▶ DIRECTIONS
A single number is wanted: how many lines of the data below include the string "Value"?

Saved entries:

* * *

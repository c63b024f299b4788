use crate::{Error, Result};
use tracing::{debug, info, warn};

#[derive(Debug, Clone, Copy, PartialEq, Eq)]
pub enum FormPhase {
    /// Form visible, results hidden.
    Input,
    /// Form hidden, spinner shown, request in flight.
    Loading,
    Result,
    Error,
}

#[derive(Debug, Clone, Copy, PartialEq, Eq)]
pub enum FormEvent {
    Submit,
    ResponseSucceeded,
    ResponseFailed,
    /// The "generate again" control.
    Reset,
}

/// Which parts of a model panel are shown in a given phase.
#[derive(Debug, Clone, Copy, PartialEq, Eq)]
pub struct Visibility {
    pub form: bool,
    pub spinner: bool,
    pub results: bool,
    pub generate_again: bool,
}

impl FormPhase {
    pub fn visibility(self) -> Visibility {
        match self {
            Self::Input => Visibility {
                form: true,
                spinner: false,
                results: false,
                generate_again: false,
            },
            Self::Loading => Visibility {
                form: false,
                spinner: true,
                results: false,
                generate_again: false,
            },
            Self::Result | Self::Error => Visibility {
                form: false,
                spinner: false,
                results: true,
                generate_again: true,
            },
        }
    }
}

/// Phase machine shared by the model panels. Only `Input` accepts a submit,
/// so a panel never has two requests in flight.
#[derive(Debug)]
pub struct FormStateMachine {
    name: &'static str,
    phase: FormPhase,
}

impl FormStateMachine {
    pub fn new(name: &'static str) -> Self {
        Self {
            name,
            phase: FormPhase::Input,
        }
    }

    pub fn current_phase(&self) -> FormPhase {
        self.phase
    }

    fn next(&self, event: FormEvent) -> Option<FormPhase> {
        match (self.phase, event) {
            (FormPhase::Input, FormEvent::Submit) => Some(FormPhase::Loading),
            (FormPhase::Loading, FormEvent::ResponseSucceeded) => Some(FormPhase::Result),
            (FormPhase::Loading, FormEvent::ResponseFailed) => Some(FormPhase::Error),
            (FormPhase::Result | FormPhase::Error, FormEvent::Reset) => Some(FormPhase::Input),
            _ => None,
        }
    }

    /// Checks an event would be accepted without applying it.
    pub fn ensure_accepts(&self, event: FormEvent) -> Result<()> {
        match self.next(event) {
            Some(_) => Ok(()),
            None => Err(self.invalid(event)),
        }
    }

    pub fn transition(&mut self, event: FormEvent) -> Result<()> {
        let Some(new_phase) = self.next(event) else {
            warn!(
                "Invalid {} transition from {:?} with event {:?}",
                self.name, self.phase, event
            );
            return Err(self.invalid(event));
        };

        info!(
            "{} phase transition: {:?} -> {:?} (event: {:?})",
            self.name, self.phase, new_phase, event
        );
        self.phase = new_phase;
        debug!("{} now shows {:?}", self.name, self.phase.visibility());
        Ok(())
    }

    fn invalid(&self, event: FormEvent) -> Error {
        Error::InvalidTransition {
            current: format!("{:?}", self.phase),
            requested: format!("{:?}", event),
        }
    }
}
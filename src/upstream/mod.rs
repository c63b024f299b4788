mod client;
mod types;

pub use client::{HttpInferenceClient, InferenceClient};
pub use types::*;
use super::types::*;
use crate::{
    Error, Result,
    config::UpstreamConfig,
    models::{IMAGE_FIELD, ImageUpload},
};
use async_trait::async_trait;
use reqwest::{
    RequestBuilder,
    multipart::{Form, Part},
};
use serde_json::Value;
use tracing::{debug, warn};

/// The inference server as seen by the proxy routes.
#[async_trait]
pub trait InferenceClient: Send + Sync {
    async fn language_model(&self, payload: Value) -> Result<UpstreamReply>;

    async fn conv_model(&self, image: ImageUpload) -> Result<UpstreamReply>;
}

pub struct HttpInferenceClient {
    client: reqwest::Client,
    config: UpstreamConfig,
}

impl HttpInferenceClient {
    pub fn new(config: UpstreamConfig) -> Result<Self> {
        if config.base_url.trim().is_empty() {
            return Err(Error::config("Inference client requires upstream.base_url"));
        }

        let client = reqwest::Client::builder()
            .timeout(config.timeout())
            .build()?;

        Ok(Self { client, config })
    }

    /// Sends the request built by `build`, retrying transport failures up to
    /// `max_retries` times. A received response ends the loop whatever its status.
    async fn send_with_retry<F>(&self, path: &str, build: F) -> Result<UpstreamReply>
    where
        F: Fn(&str) -> Result<RequestBuilder> + Send + Sync,
    {
        let url = self.config.endpoint(path);
        let mut attempt: u32 = 0;

        loop {
            let request = build(&url)?;
            match request.send().await {
                Ok(response) => return read_reply(response).await,
                Err(e) => {
                    let err = Error::from(e);
                    if err.is_transport() && attempt < self.config.max_retries {
                        attempt += 1;
                        warn!(
                            "Inference server unreachable at {} (attempt {}/{}): {}",
                            url,
                            attempt,
                            self.config.max_retries + 1,
                            err
                        );
                        tokio::time::sleep(self.config.retry_backoff() * attempt).await;
                        continue;
                    }
                    return Err(err);
                }
            }
        }
    }
}

async fn read_reply(response: reqwest::Response) -> Result<UpstreamReply> {
    let status = response.status();
    let text = response.text().await?;

    if !status.is_success() {
        return Err(Error::UpstreamStatus {
            status: status.as_u16(),
            body: text,
        });
    }

    let body: Value = serde_json::from_str(&text).map_err(|e| {
        Error::upstream(format!("Inference server returned invalid JSON: {}", e))
    })?;

    debug!("Inference server replied with status {}", status);

    Ok(UpstreamReply {
        status: status.as_u16(),
        body,
    })
}

#[async_trait]
impl InferenceClient for HttpInferenceClient {
    async fn language_model(&self, payload: Value) -> Result<UpstreamReply> {
        debug!("Forwarding language model payload: {}", payload);

        self.send_with_retry(LANGUAGE_MODEL_PATH, |url| {
            Ok(self.client.post(url).json(&payload))
        })
        .await
    }

    async fn conv_model(&self, image: ImageUpload) -> Result<UpstreamReply> {
        debug!(
            "Forwarding image '{}' ({} bytes)",
            image.file_name,
            image.bytes.len()
        );

        // Form is consumed by send, so each attempt builds its own.
        self.send_with_retry(CONV_MODEL_PATH, |url| {
            let mut part = Part::bytes(image.bytes.clone()).file_name(image.file_name.clone());
            if let Some(content_type) = &image.content_type {
                part = part.mime_str(content_type)?;
            }
            Ok(self
                .client
                .post(url)
                .multipart(Form::new().part(IMAGE_FIELD, part)))
        })
        .await
    }
}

* * *

▶ REPLY TO THE EXERCISE
4